**THE TASK**
Take the data below. Output it exactly from its first line through the line containing "A planner returning".

**RECORD SET**

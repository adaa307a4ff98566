//! Mock planner
//!
//! Accepts a free-text description of someone's finances and, after a fixed
//! delay, produces a plan. The planner is a state machine driven by the
//! caller's clock: `submit` starts a request, `poll` resolves it once its
//! delay has elapsed. Nothing runs in the background, so a host can drive it
//! from a tick loop or simply sleep until [`MockPlanner::ready_at`].
//!
//! Each submission gets a new generation number and replaces whatever was
//! pending, so only the most recent request can ever produce a result.

pub mod engine;
pub mod plan;

pub use engine::{CannedPlanEngine, PlanEngine};
pub use plan::{BudgetLine, PlanResult};

use std::time::{Duration, Instant};

/// Where the planner currently is
#[derive(Debug, Clone, PartialEq, Eq)]
pub enum PlannerState {
    Idle {
        result: Option<PlanResult>,
    },
    Submitting {
        generation: u64,
        request: String,
        ready_at: Instant,
    },
}

impl Default for PlannerState {
    fn default() -> Self {
        Self::Idle { result: None }
    }
}

/// Delayed planner over a [`PlanEngine`]
#[derive(Debug)]
pub struct MockPlanner<E: PlanEngine = CannedPlanEngine> {
    engine: E,
    delay: Duration,
    state: PlannerState,
    generation: u64,
}

impl MockPlanner<CannedPlanEngine> {
    /// A planner returning the canned plan after `delay`
    pub fn new(delay: Duration) -> Self {
        Self::with_engine(CannedPlanEngine, delay)
    }
}

impl<E: PlanEngine> MockPlanner<E> {
    pub fn with_engine(engine: E, delay: Duration) -> Self {
        Self {
            engine,
            delay,
            state: PlannerState::default(),
            generation: 0,
        }
    }

    /// Start planning `text`
    ///
    /// Blank text is ignored and returns `None`. Otherwise any previous
    /// result or pending request is discarded and the new generation is
    /// returned.
    pub fn submit(&mut self, text: &str, now: Instant) -> Option<u64> {
        let request = text.trim();
        if request.is_empty() {
            return None;
        }

        self.generation += 1;
        self.state = PlannerState::Submitting {
            generation: self.generation,
            request: request.to_string(),
            ready_at: now + self.delay,
        };
        Some(self.generation)
    }

    /// Resolve the pending request if its delay has elapsed
    ///
    /// Returns the new result only on the call that resolves it.
    pub fn poll(&mut self, now: Instant) -> Option<&PlanResult> {
        let request = match &self.state {
            PlannerState::Submitting {
                request, ready_at, ..
            } if now >= *ready_at => request.clone(),
            _ => return None,
        };

        self.state = PlannerState::Idle {
            result: Some(self.engine.plan(&request)),
        };
        self.result()
    }

    /// Drop a pending request, leaving the planner idle with no result
    ///
    /// Returns whether anything was pending.
    pub fn cancel(&mut self) -> bool {
        if self.is_submitting() {
            self.state = PlannerState::default();
            true
        } else {
            false
        }
    }

    pub fn state(&self) -> &PlannerState {
        &self.state
    }

    pub fn is_submitting(&self) -> bool {
        matches!(self.state, PlannerState::Submitting { .. })
    }

    /// When the pending request will be ready
    pub fn ready_at(&self) -> Option<Instant> {
        match self.state {
            PlannerState::Submitting { ready_at, .. } => Some(ready_at),
            PlannerState::Idle { .. } => None,
        }
    }

    /// Generation of the pending request
    pub fn pending_generation(&self) -> Option<u64> {
        match self.state {
            PlannerState::Submitting { generation, .. } => Some(generation),
            PlannerState::Idle { .. } => None,
        }
    }

    /// The last finished plan, if idle
    pub fn result(&self) -> Option<&PlanResult> {
        match &self.state {
            PlannerState::Idle { result } => result.as_ref(),
            PlannerState::Submitting { .. } => None,
        }
    }

    pub fn delay(&self) -> Duration {
        self.delay
    }
}

#[cfg(test)]
mod tests {
    use super::*;
    use std::cell::RefCell;

    const DELAY: Duration = Duration::from_millis(1500);

    #[test]
    fn test_blank_input_stays_idle() {
        let mut planner = MockPlanner::new(DELAY);
        let now = Instant::now();

        assert_eq!(planner.submit("", now), None);
        assert_eq!(planner.submit("   \n", now), None);
        assert_eq!(planner.state(), &PlannerState::Idle { result: None });
    }

    #[test]
    fn test_resolves_after_delay() {
        let mut planner = MockPlanner::new(DELAY);
        let start = Instant::now();

        assert_eq!(planner.submit("I earn 30000 a month", start), Some(1));
        assert!(planner.is_submitting());
        assert_eq!(planner.ready_at(), Some(start + DELAY));

        assert!(planner.poll(start + Duration::from_millis(1499)).is_none());
        assert!(planner.is_submitting());

        let plan = planner.poll(start + DELAY).unwrap();
        assert_eq!(plan.budget_breakdown.len(), 4);
        assert_eq!(plan.tips.len(), 3);
        assert!(!planner.is_submitting());

        // resolves exactly once
        assert!(planner.poll(start + DELAY * 2).is_none());
        assert!(planner.result().is_some());
    }

    #[test]
    fn test_any_text_yields_full_plan() {
        for text in ["x", "rent 10000, food 5000", "🙂 save for a bike"] {
            let mut planner = MockPlanner::new(Duration::ZERO);
            let now = Instant::now();
            planner.submit(text, now);

            let plan = planner.poll(now).unwrap();
            assert_eq!(plan.budget_breakdown.len(), 4);
            assert_eq!(plan.tips.len(), 3);
        }
    }

    #[test]
    fn test_resubmit_clears_previous_result() {
        let mut planner = MockPlanner::new(DELAY);
        let start = Instant::now();
        planner.submit("first", start);
        planner.poll(start + DELAY);
        assert!(planner.result().is_some());

        planner.submit("second", start + DELAY);
        assert!(planner.result().is_none());
    }

    struct EchoEngine {
        seen: RefCell<Vec<String>>,
    }

    impl PlanEngine for EchoEngine {
        fn plan(&self, request: &str) -> PlanResult {
            self.seen.borrow_mut().push(request.to_string());
            CannedPlanEngine.plan(request)
        }
    }

    #[test]
    fn test_newer_submission_supersedes_pending() {
        let engine = EchoEngine {
            seen: RefCell::new(Vec::new()),
        };
        let mut planner = MockPlanner::with_engine(engine, DELAY);
        let start = Instant::now();

        assert_eq!(planner.submit("first", start), Some(1));
        assert_eq!(
            planner.submit("second", start + Duration::from_millis(500)),
            Some(2)
        );

        // the first request's deadline passes without resolving anything
        assert!(planner.poll(start + DELAY).is_none());
        assert_eq!(planner.pending_generation(), Some(2));

        assert!(planner.poll(start + Duration::from_millis(2000)).is_some());
        assert_eq!(*planner.engine.seen.borrow(), vec!["second".to_string()]);
    }

    #[test]
    fn test_cancel() {
        let mut planner = MockPlanner::new(DELAY);
        let start = Instant::now();

        assert!(!planner.cancel());
        planner.submit("plan please", start);
        assert!(planner.cancel());
        assert!(planner.poll(start + DELAY).is_none());
        assert_eq!(planner.state(), &PlannerState::Idle { result: None });
    }
}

**ANSWER AREA**
repository adaa307a4ff98566
//! Mock planner
//!
//! Accepts a free-text description of someone's finances and, after a fixed
//! delay, produces a plan. The planner is a state machine driven by the
//! caller's clock: `submit` starts a request, `poll` resolves it once its
//! delay has elapsed. Nothing runs in the background, so a host can drive it
//! from a tick loop or simply sleep until [`MockPlanner::ready_at`].
//!
//! Each submission gets a new generation number and replaces whatever was
//! pending, so only the most recent request can ever produce a result.

pub mod engine;
pub mod plan;

pub use engine::{CannedPlanEngine, PlanEngine};
pub use plan::{BudgetLine, PlanResult};

use std::time::{Duration, Instant};

/// Where the planner currently is
#[derive(Debug, Clone, PartialEq, Eq)]
pub enum PlannerState {
    Idle {
        result: Option<PlanResult>,
    },
    Submitting {
        generation: u64,
        request: String,
        ready_at: Instant,
    },
}

impl Default for PlannerState {
    fn default() -> Self {
        Self::Idle { result: None }
    }
}

/// Delayed planner over a [`PlanEngine`]
#[derive(Debug)]
pub struct MockPlanner<E: PlanEngine = CannedPlanEngine> {
    engine: E,
    delay: Duration,
    state: PlannerState,
    generation: u64,
}

impl MockPlanner<CannedPlanEngine> {
    /// A planner returning the canned plan after `delay`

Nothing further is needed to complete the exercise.